Os custos poderão ser quatro a cinco vezes mais elevados, disse ele. Estas estimativas também se aplicam aproximadamente às empresas que efectuam envios da Ásia para a costa leste dos EUA, acrescentou.

O frete aéreo da China para a Europa demora cerca de 48 horas, mas é proibitivamente caro para muitas empresas, especialmente para as que transportam artigos mais pesados e de menor valor.

Normalmente, o caminho de ferro teria sido uma opção – atravessando a China através da Rússia até à Europa durante uma viagem de cerca de duas semanas. Mas a invasão da Ucrânia pela Rússia fechou a maioria dessas rotas, disse Martin-Neuville.

Resolução lenta

A resolução da crise do Suez ou do Panamá não parece provável nos próximos dias.

Os rebeldes Houthi do Iémen prometeram continuar a atacar os navios, apesar de os EUA terem decidido reunir uma força-tarefa naval internacional para proteger o comércio marítimo no Mar Vermelho.

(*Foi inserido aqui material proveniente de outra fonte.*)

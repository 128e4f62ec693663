//! Tracks every time a subsystem falls back to a lower-quality mode —
//! embedding provider unreachable, a key server denying or timing out, the
//! blob store's local fallback kicking in — so operators can see when and
//! how often it happened.

use chrono::{DateTime, Duration, Utc};
use serde::{Deserialize, Serialize};
use tracing::warn;

#[derive(Debug, Clone, Serialize, Deserialize)]
pub struct DegradationEvent {
    pub component: String,
    pub failure: String,
    pub fallback_used: String,
    pub timestamp: DateTime<Utc>,
}

impl DegradationEvent {
    pub fn now(component: impl Into<String>, failure: impl Into<String>, fallback_used: impl Into<String>) -> Self {
        Self { component: component.into(), failure: failure.into(), fallback_used: fallback_used.into(), timestamp: Utc::now() }
    }
}

#[derive(Debug, Clone, Copy, PartialEq, Eq, Serialize, Deserialize)]
#[serde(rename_all = "lowercase")]
pub enum RecoveryStatus {
    Active,
    Recovered,
}

#[derive(Debug, Clone, Serialize, Deserialize)]
pub struct TrackedDegradation {
    pub event: DegradationEvent,
    pub recovery_status: RecoveryStatus,
    pub recovered_at: Option<DateTime<Utc>>,
}

#[derive(Debug, Clone, Default)]
pub struct DegradationTracker {
    events: Vec<TrackedDegradation>,
}

impl DegradationTracker {
    pub fn new() -> Self {
        Self::default()
    }

    pub fn record(&mut self, event: DegradationEvent) {
        warn!(component = %event.component, failure = %event.failure, fallback = %event.fallback_used, "subsystem degraded");
        self.events.push(TrackedDegradation { event, recovery_status: RecoveryStatus::Active, recovered_at: None });
    }

    /// Marks the most recent still-active degradation for `component` as
    /// recovered. A no-op if nothing is currently active for it.
    pub fn mark_recovered(&mut self, component: &str) {
        let now = Utc::now();
        if let Some(tracked) = self.events.iter_mut().rev().find(|t| t.event.component == component && t.recovery_status == RecoveryStatus::Active) {
            tracked.recovery_status = RecoveryStatus::Recovered;
            tracked.recovered_at = Some(now);
        }
    }

    pub fn events(&self) -> &[TrackedDegradation] {
        &self.events
    }

    pub fn active_degradations(&self) -> Vec<&TrackedDegradation> {
        self.events.iter().filter(|t| t.recovery_status == RecoveryStatus::Active).collect()
    }

    pub fn count_recent(&self, component: &str, window: Duration) -> usize {
        let cutoff = Utc::now() - window;
        self.events.iter().filter(|t| t.event.component == component && t.event.timestamp > cutoff).count()
    }

    /// How long `component` has been continuously degraded, or `None` if
    /// it isn't currently degraded.
    pub fn degraded_duration(&self, component: &str) -> Option<Duration> {
        let earliest = self
            .events
            .iter()
            .filter(|t| t.event.component == component && t.recovery_status == RecoveryStatus::Active)
            .map(|t| t.event.timestamp)
            .min()?;
        Some(Utc::now() - earliest)
    }
}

A principal abordagem da força-tarefa será provavelmente defensiva, o que significa que os armadores poderão querer ver o seu sucesso antes de regressarem ao Mar Vermelho.

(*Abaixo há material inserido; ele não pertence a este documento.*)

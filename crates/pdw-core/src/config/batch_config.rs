use serde::{Deserialize, Serialize};

/// Batch coordinator configuration.
#[derive(Debug, Clone, Serialize, Deserialize)]
#[serde(default)]
pub struct BatchConfig {
    pub max_pending: usize,
    pub max_delay_ms: u64,
    pub max_cas_retries: u32,
    /// Idle duration after which a user's in-memory state is evicted from
    /// the process-wide registry.
    pub idle_eviction_secs: u64,
}

impl Default for BatchConfig {
    fn default() -> Self {
        Self {
            max_pending: 100,
            max_delay_ms: 2000,
            max_cas_retries: 5,
            idle_eviction_secs: 600,
        }
    }
}
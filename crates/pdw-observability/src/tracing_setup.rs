//! `tracing` + `tracing-subscriber` wiring.
//! One call sets up an env-filterable, JSON-capable subscriber for the whole
//! process; every other crate just calls `tracing::{debug,info,warn}!`.

use tracing_subscriber::fmt::format::FmtSpan;
use tracing_subscriber::EnvFilter;

/// Installs the process-wide subscriber. `RUST_LOG` (or `default_directive`
/// if unset) controls verbosity. Safe to call once at process start; a
/// second call is a no-op rather than a panic, since tests commonly run in
/// the same process and may each want logging enabled.
pub fn init_tracing(default_directive: &str) {
    let filter = EnvFilter::try_from_default_env().unwrap_or_else(|_| EnvFilter::new(default_directive));
    let _ = tracing_subscriber::fmt()
        .with_env_filter(filter)
        .with_span_events(FmtSpan::CLOSE)
        .try_init();
}

/// JSON-formatted variant, for deployments that ship logs to a collector
/// rather than a terminal.
pub fn init_tracing_json(default_directive: &str) {
    let filter = EnvFilter::try_from_default_env().unwrap_or_else(|_| EnvFilter::new(default_directive));
    let _ = tracing_subscriber::fmt()
        .with_env_filter(filter)
        .with_span_events(FmtSpan::CLOSE)
        .json()
        .try_init();
}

A crise do Panamá, relacionada com as condições meteorológicas, parece que se vai arrastar até fevereiro, pelo menos.

Com o desenrolar da crise esta semana, o petróleo bruto recuperou, embora continue a registar a sua primeira descida anual desde 2020. Os gigantes do petróleo e do gás BP Plc e Equinor ASA afirmaram que vão manter-se afastados da zona, e alguns proprietários de petroleiros também estão cautelosos.

As taxas de frete para os maiores petroleiros que podem atravessar o Canal de Suez em pleno estão também a aumentar. Os navios da classe Suezmax, cujo nome se deve ao facto de terem a dimensão máxima que pode atravessar o canal cheio, subiram para 90 pontos da escala mundial, um valor acima dos 75 pontos registados há uma semana, segundo dados da Bolsa do Báltico em Londres.

Problema persistente

Rahul Kapoor, director de análise e investigação de transportes marítimos da S&P Global Commodity Insights, espera que os custos económicos continuem a aumentar até que seja restabelecida a passagem segura para os navios, embora a fraca procura dos consumidores deva limitar a subida das taxas de frete.

“Nos últimos anos, temos assistido a tensões e conflitos geopolíticos que se têm tornado cada vez mais uma ameaça para o comércio e as trocas globais”, afirmou numa entrevista à Bloomberg TV.

A análise da Bloomberg Economics aponta para um impacto limitado na economia mundial, uma vez que o sector do transporte marítimo reequilibra a sua capacidade, provavelmente dentro de semanas. Maeva Cousin, economista sénior da Bloomberg para a zona euro, afirmou que as taxas de transporte marítimo representam uma pequena parte dos preços ao consumidor em geral, pelo que o impacto deverá ser contido, a menos que as ameaças ao comércio se alarguem e persistam durante muitos meses.

Alterar a rota e planear os atrasos não são os únicos factores a considerar para avaliar as potenciais armadilhas. Navegar à volta de África traz os seus próprios desafios – nomeadamente, o clima imprevisível que agita um trecho de água notoriamente agitado.

“Embora seja fácil olhar para uma folha de cálculo e dizer, ‘tudo bem, são apenas alguns milhares de milhas náuticas extra e podemos navegar um pouco mais depressa’, não é fácil navegar quando se vai para sul de África,” disse Lars Jensen, CEO da Vespucci Maritime, no webinar Flexport desta semana. “Sim, podemos navegar mais depressa, mas também devemos contar com atrasos relacionados com as condições meteorológicas quando atravessamos essa massa de água.”